The first snag are the crossbenchers – 176 peers who aren't affiliated with any parties. But even they don't affect the outcome all that often. Of all 806 whipped votes in the Lords between 1999 and 2005, the crossbenchers changed the outcome just 50 times. That is, if they had not voted, 37 defeats would have been turned to victory, ten defeats would have been turned to a draw, two victories would have been turned to a draw, and one draw would have been turned to a victory.

The second snag, and the one the parties battle with most frequently, is turnout. In the same period, the mean turnout for Labour and Liberal Democrat peers was just over 50 per cent, and while it was just 34 per cent for the Tories. For the parties, boosting turnout is by far the most important way to win votes. Once the whipped lords actually turned up, they tended to vote with their party, with 97 to 99 per cent cohesiveness.

In this sleepy chamber, where do the bishops fit in? The authors write:

The Bishops’ impact… is limited by the fact that they are a small group, and that like the Crossbenchers they vote relatively little, and do not vote as a cohesive block.

Most of the time, there is only one bishop at each vote (they actually have a formal rota, apparently), and their mean turnout is just 3.2 per cent. As in, four-fifths of a person. Only ten times in six years were there votes with more than five bishops attending (only 66 times with more than one):

The largest turnouts were 11 votes on the balloting of grammar schools in 2000 (when nine Bishops supported the government and two opposed), on the Civil Partnerships Bill in 2004 (eight supporting, two opposed), and on the Learning and Skills Bill in 2000 with respect to sex education guidelines to replace Section 28.19.

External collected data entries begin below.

//! Self-refinement: critique and revise a draft until it is good enough.
//!
//! The loop critiques at most `max_iterations + 1` times and revises at most
//! `max_iterations` times. Whatever happens, it returns an answer: critique
//! or revision failures stop early with the last good draft, and so does an
//! expired deadline.

use crate::context::Context;
use crate::critique::{Critic, Critique, Severity};
use crate::generation::Generator;
use crate::prompts::PromptTemplates;
use insight_core::AppResult;
use insight_knowledge::EvidenceSet;
use serde::Serialize;
use std::future::Future;
use std::sync::Arc;
use tokio::time::Instant;
use tracing::{debug, info, warn};

/// Rewrites a draft in light of a critique.
#[async_trait::async_trait]
pub trait Reviser: Send + Sync {
    async fn revise(
        &self,
        question: &str,
        draft: &str,
        critique: &Critique,
        context: &Context,
    ) -> AppResult<String>;
}

/// Revision through the generation capability.
pub struct LlmReviser {
    generator: Generator,
    templates: Arc<PromptTemplates>,
}

impl LlmReviser {
    pub fn new(generator: Generator, templates: Arc<PromptTemplates>) -> Self {
        Self {
            generator,
            templates,
        }
    }
}

#[async_trait::async_trait]
impl Reviser for LlmReviser {
    async fn revise(
        &self,
        question: &str,
        draft: &str,
        critique: &Critique,
        context: &Context,
    ) -> AppResult<String> {
        let prompt = self
            .templates
            .revise(question, draft, &critique.to_json(), context)?;
        self.generator.generate(prompt).await
    }
}

#[derive(Debug, Clone, Copy, PartialEq, Eq, Serialize)]
#[serde(rename_all = "snake_case")]
pub enum DraftStatus {
    Pending,
    Accepted,
}

/// A candidate answer and the evidence it was conditioned on.
#[derive(Debug, Clone, PartialEq, Serialize)]
pub struct Draft {
    pub text: String,
    pub evidence: EvidenceSet,
    pub status: DraftStatus,
}

impl Draft {
    pub fn new(text: impl Into<String>, evidence: EvidenceSet) -> Self {
        Self {
            text: text.into(),
            evidence,
            status: DraftStatus::Pending,
        }
    }

    pub fn is_accepted(&self) -> bool {
        self.status == DraftStatus::Accepted
    }
}

#[derive(Debug, Clone, PartialEq, Serialize)]
pub struct RefinementIteration {
    pub index: usize,
    pub draft: String,
    pub critique: Critique,
    pub accepted: bool,
}

/// Why the loop stopped.
#[derive(Debug, Clone, Copy, PartialEq, Eq, Serialize)]
#[serde(rename_all = "snake_case")]
pub enum StopReason {
    /// The critique found nothing at or above the threshold
    Accepted,
    /// Revisions ran out; the last draft is kept regardless
    Exhausted,
    /// A critique or revision failed; the last good draft is kept
    Stalled,
    /// The request deadline passed; the best draft so far is kept
    DeadlineExceeded,
}

#[derive(Debug, Clone, PartialEq, Serialize)]
pub struct Refinement {
    pub answer: String,
    pub iterations: Vec<RefinementIteration>,
    pub revisions: usize,
    pub stop: StopReason,
}

impl Refinement {
    pub fn critiques(&self) -> usize {
        self.iterations.len()
    }
}

/// Await `fut` unless `deadline` passes first.
async fn before<F: Future>(deadline: Option<Instant>, fut: F) -> Option<F::Output> {
    match deadline {
        Some(deadline) => tokio::time::timeout_at(deadline, fut).await.ok(),
        None => Some(fut.await),
    }
}

pub struct SelfRefinementLoop {
    critic: Arc<dyn Critic>,
    reviser: Arc<dyn Reviser>,
    threshold: Severity,
    max_iterations: usize,
}

impl SelfRefinementLoop {
    pub fn new(
        critic: Arc<dyn Critic>,
        reviser: Arc<dyn Reviser>,
        threshold: Severity,
        max_iterations: usize,
    ) -> Self {
        Self {
            critic,
            reviser,
            threshold,
            max_iterations,
        }
    }

    pub fn max_iterations(&self) -> usize {
        self.max_iterations
    }

    /// Refine a draft; an accepted draft comes back untouched.
    pub async fn refine_draft(
        &self,
        draft: Draft,
        question: &str,
        context: &Context,
        deadline: Option<Instant>,
    ) -> (Draft, Refinement) {
        if draft.is_accepted() {
            debug!("Draft already accepted; skipping refinement");
            let refinement = Refinement {
                answer: draft.text.clone(),
                iterations: Vec::new(),
                revisions: 0,
                stop: StopReason::Accepted,
            };
            return (draft, refinement);
        }

        let refinement = self.refine(&draft.text, question, context, deadline).await;
        let status = if refinement.stop == StopReason::Accepted {
            DraftStatus::Accepted
        } else {
            DraftStatus::Pending
        };
        let refined = Draft {
            text: refinement.answer.clone(),
            evidence: draft.evidence,
            status,
        };
        (refined, refinement)
    }

    pub async fn refine(
        &self,
        initial: &str,
        question: &str,
        context: &Context,
        deadline: Option<Instant>,
    ) -> Refinement {
        let mut current = initial.to_string();
        let mut iterations = Vec::new();
        let mut revisions = 0;
        let mut index = 0;

        let stop = loop {
            let critique = match before(deadline, self.critic.critique(&current, context)).await {
                Some(Ok(critique)) => critique,
                Some(Err(e)) => {
                    warn!("Critique failed at iteration {}: {}", index, e);
                    break StopReason::Stalled;
                }
                None => break StopReason::DeadlineExceeded,
            };

            let accepted = critique.is_acceptable(self.threshold);
            debug!(
                iteration = index,
                issues = critique.issues.len(),
                accepted,
                "Critiqued draft"
            );

            if accepted || index == self.max_iterations {
                iterations.push(RefinementIteration {
                    index,
                    draft: current.clone(),
                    critique,
                    accepted,
                });
                break if accepted {
                    StopReason::Accepted
                } else {
                    StopReason::Exhausted
                };
            }

            let revised = before(
                deadline,
                self.reviser.revise(question, &current, &critique, context),
            )
            .await;
            iterations.push(RefinementIteration {
                index,
                draft: current.clone(),
                critique,
                accepted: false,
            });

            match revised {
                Some(Ok(text)) if !text.trim().is_empty() => {
                    current = text;
                    revisions += 1;
                    index += 1;
                }
                Some(Ok(_)) => {
                    warn!("Revision {} came back empty", index);
                    break StopReason::Stalled;
                }
                Some(Err(e)) => {
                    warn!("Revision failed at iteration {}: {}", index, e);
                    break StopReason::Stalled;
                }
                None => break StopReason::DeadlineExceeded,
            }
        };

        info!(
            revisions,
            critiques = iterations.len(),
            stop = ?stop,
            "Refinement finished"
        );

        Refinement {
            answer: current,
            iterations,
            revisions,
            stop,
        }
    }
}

So there aren't many bishops in the lords, and they rarely turn up. Which is why it's not a surprise that, over 806 divisions and six years, only three times did the bishops make a difference. Twice, the government was defeated by one vote when the sole bishop voted against it, and once the government was defeated by one vote when three bishops voted against it:

This was over the issue of education of asylum seekers’ children, where an amendment moved by the Bishop of Portsmouth required that such children are taught in a school and not separately in a detention centre. Three Bishops attended and voted against the government, and it lost the division by one vote.

When it comes to the simple legislative arithmetic, it is largely irrelevant whether we have bishops in the lords. A dodgy batch of mussels in the House of Lords' restaurant would probably have a greater material effect on the outcome of divisions that the lords spiritual do.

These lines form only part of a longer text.